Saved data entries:

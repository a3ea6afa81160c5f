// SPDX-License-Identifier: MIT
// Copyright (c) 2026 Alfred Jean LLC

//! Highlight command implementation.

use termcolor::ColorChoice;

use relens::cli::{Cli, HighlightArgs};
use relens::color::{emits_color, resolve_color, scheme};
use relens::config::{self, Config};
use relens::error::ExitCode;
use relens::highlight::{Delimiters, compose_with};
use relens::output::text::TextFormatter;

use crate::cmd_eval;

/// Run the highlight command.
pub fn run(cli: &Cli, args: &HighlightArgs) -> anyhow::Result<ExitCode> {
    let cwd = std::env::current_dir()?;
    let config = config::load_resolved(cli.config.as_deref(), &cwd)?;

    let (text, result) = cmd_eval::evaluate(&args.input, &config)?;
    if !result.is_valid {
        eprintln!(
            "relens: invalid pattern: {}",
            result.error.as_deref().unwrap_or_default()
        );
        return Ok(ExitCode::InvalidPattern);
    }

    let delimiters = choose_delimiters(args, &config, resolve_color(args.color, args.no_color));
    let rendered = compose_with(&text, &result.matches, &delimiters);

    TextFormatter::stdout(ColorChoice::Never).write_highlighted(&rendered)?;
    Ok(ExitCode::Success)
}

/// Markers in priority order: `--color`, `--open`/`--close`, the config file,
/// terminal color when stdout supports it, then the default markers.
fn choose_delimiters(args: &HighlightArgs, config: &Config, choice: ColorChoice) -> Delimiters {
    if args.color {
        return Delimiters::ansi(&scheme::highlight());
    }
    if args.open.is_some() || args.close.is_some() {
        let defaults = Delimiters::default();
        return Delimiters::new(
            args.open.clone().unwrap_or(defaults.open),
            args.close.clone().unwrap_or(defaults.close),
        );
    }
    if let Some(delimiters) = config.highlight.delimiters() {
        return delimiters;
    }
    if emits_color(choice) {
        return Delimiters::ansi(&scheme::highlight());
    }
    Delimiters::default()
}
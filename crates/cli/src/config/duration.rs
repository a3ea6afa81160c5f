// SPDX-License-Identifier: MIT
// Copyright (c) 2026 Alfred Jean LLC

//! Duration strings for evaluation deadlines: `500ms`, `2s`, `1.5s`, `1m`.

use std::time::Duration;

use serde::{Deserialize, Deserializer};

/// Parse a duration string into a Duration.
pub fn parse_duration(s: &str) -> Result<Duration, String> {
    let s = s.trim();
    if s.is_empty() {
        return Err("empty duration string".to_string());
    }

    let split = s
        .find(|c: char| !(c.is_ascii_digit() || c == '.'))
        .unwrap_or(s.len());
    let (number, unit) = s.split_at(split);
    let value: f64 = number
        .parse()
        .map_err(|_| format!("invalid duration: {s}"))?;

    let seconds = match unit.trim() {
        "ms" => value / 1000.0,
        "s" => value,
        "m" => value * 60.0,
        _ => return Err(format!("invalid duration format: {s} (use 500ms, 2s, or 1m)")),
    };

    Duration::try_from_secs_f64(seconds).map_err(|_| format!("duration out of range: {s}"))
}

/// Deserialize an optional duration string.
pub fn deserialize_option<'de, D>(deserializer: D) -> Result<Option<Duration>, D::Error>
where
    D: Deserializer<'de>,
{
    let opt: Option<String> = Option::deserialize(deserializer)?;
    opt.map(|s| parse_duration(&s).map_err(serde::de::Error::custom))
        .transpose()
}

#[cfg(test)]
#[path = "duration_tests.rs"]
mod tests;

Assignment:
Each line carrying the string "unit" should be copied out from the entries.

Solution to the exercise:
    let (number, unit) = s.split_at(split);
    let seconds = match unit.trim() {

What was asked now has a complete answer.